Materials provided:

┄┄┄┄┄┄┄┄┄┄

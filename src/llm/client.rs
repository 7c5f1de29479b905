use std::error::Error;
use std::path::Path;

use reqwest::header::{ACCEPT, HeaderValue};
use serde_json::Value;
use tracing::debug;

use crate::llm::error::ClientError;
use crate::llm::message::{ContentBlock, ImageSource, Message};
use crate::llm::provider::{ClientConfig, Provider};
use crate::llm::request::{ChatInput, MessageRequest};
use crate::llm::response::MessageResponse;
use crate::llm::retry::{RetryPolicy, post_with_retry};
use crate::llm::sse::{StreamError, StreamItem, StreamOutcome, drive_async};

/// Async client for a Messages or chat-completions endpoint.
#[derive(Debug, Clone)]
pub struct Client {
    config: ClientConfig,
    http: reqwest::Client,
    retry: RetryPolicy,
}

impl Client {
    pub fn new(config: ClientConfig) -> Self {
        Self {
            config,
            http: reqwest::Client::new(),
            retry: RetryPolicy::default(),
        }
    }

    pub fn from_env(provider: Provider) -> Result<Self, ClientError> {
        Ok(Self::new(ClientConfig::from_env(provider)?))
    }

    pub fn with_http_client(mut self, http: reqwest::Client) -> Self {
        self.http = http;
        self
    }

    pub fn with_retry_policy(mut self, retry: RetryPolicy) -> Self {
        self.retry = retry;
        self
    }

    pub fn config(&self) -> &ClientConfig {
        &self.config
    }

    pub fn config_mut(&mut self) -> &mut ClientConfig {
        &mut self.config
    }

    pub fn format_request(&self, input: impl Into<ChatInput>) -> MessageRequest {
        input.into().into_request(&self.config)
    }

    pub async fn chat(&self, input: impl Into<ChatInput>) -> Result<MessageResponse, ClientError> {
        let request = self.format_request(input);
        self.send_message(&request).await
    }

    pub async fn send_message(
        &self,
        request: &MessageRequest,
    ) -> Result<MessageResponse, ClientError> {
        self.send_payload(&request.to_json()?).await
    }

    /// Posts an already serialized body and decodes the full response.
    pub async fn send_payload(&self, payload: &Value) -> Result<MessageResponse, ClientError> {
        let url = self.config.message_url();
        let headers = self.config.default_headers()?;
        let response = post_with_retry(&self.http, &url, &headers, payload, self.retry).await?;
        let body = response.text().await?;
        let message: MessageResponse = serde_json::from_str(&body)?;
        debug!(id = ?message.id, stop_reason = ?message.stop_reason, "message received");
        Ok(message)
    }

    /// Sends `request` with `stream: true` and hands every event to
    /// `consumer` as it arrives.
    ///
    /// The request is sent once. An `Err` from `consumer` cancels the stream
    /// and is returned as [`ClientError::Cancelled`].
    pub async fn stream_message<F, E>(
        &self,
        request: &MessageRequest,
        consumer: F,
    ) -> Result<StreamOutcome, ClientError>
    where
        F: FnMut(StreamItem) -> Result<(), E>,
        E: Into<Box<dyn Error + Send + Sync>>,
    {
        let payload = request.clone().with_stream(true).to_json()?;
        let url = self.config.message_url();
        let mut headers = self.config.default_headers()?;
        headers.insert(ACCEPT, HeaderValue::from_static("text/event-stream"));

        debug!(url = %url, "opening event stream");
        let response = self
            .http
            .post(&url)
            .headers(headers)
            .json(&payload)
            .send()
            .await?;
        let status = response.status();
        if !status.is_success() {
            let body = response.text().await.unwrap_or_default();
            return Err(ClientError::Api { status, body });
        }

        drive_async(response.bytes_stream(), consumer)
            .await
            .map_err(stream_error)
    }

    pub async fn stream_chat<F, E>(
        &self,
        input: impl Into<ChatInput>,
        consumer: F,
    ) -> Result<StreamOutcome, ClientError>
    where
        F: FnMut(StreamItem) -> Result<(), E>,
        E: Into<Box<dyn Error + Send + Sync>>,
    {
        let request = self.format_request(input);
        self.stream_message(&request, consumer).await
    }

    /// Sends one user message carrying `text` followed by the image at
    /// `image_path`.
    pub async fn send_message_with_image(
        &self,
        text: &str,
        image_path: impl AsRef<Path>,
    ) -> Result<MessageResponse, ClientError> {
        let image = ImageSource::from_path(image_path)?;
        let message = Message::user(text).with_content(ContentBlock::image(image));
        let request = MessageRequest::from_config(&self.config).with_message(message);
        self.send_message(&request).await
    }
}

pub(crate) fn stream_error<E>(err: StreamError<E>) -> ClientError
where
    E: Into<Box<dyn Error + Send + Sync>>,
{
    match err {
        StreamError::Transport(source) => ClientError::Transport { source },
        StreamError::Consumer(source) => ClientError::Cancelled {
            source: source.into(),
        },
    }
}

┄┄┄┄┄┄┄┄┄┄

What the task requires: Find the lines above that contain the word "MessageResponse" and copy each one.

Result of the task:
use crate::llm::response::MessageResponse;
    pub async fn chat(&self, input: impl Into<ChatInput>) -> Result<MessageResponse, ClientError> {
    ) -> Result<MessageResponse, ClientError> {
    pub async fn send_payload(&self, payload: &Value) -> Result<MessageResponse, ClientError> {
        let message: MessageResponse = serde_json::from_str(&body)?;
    ) -> Result<MessageResponse, ClientError> {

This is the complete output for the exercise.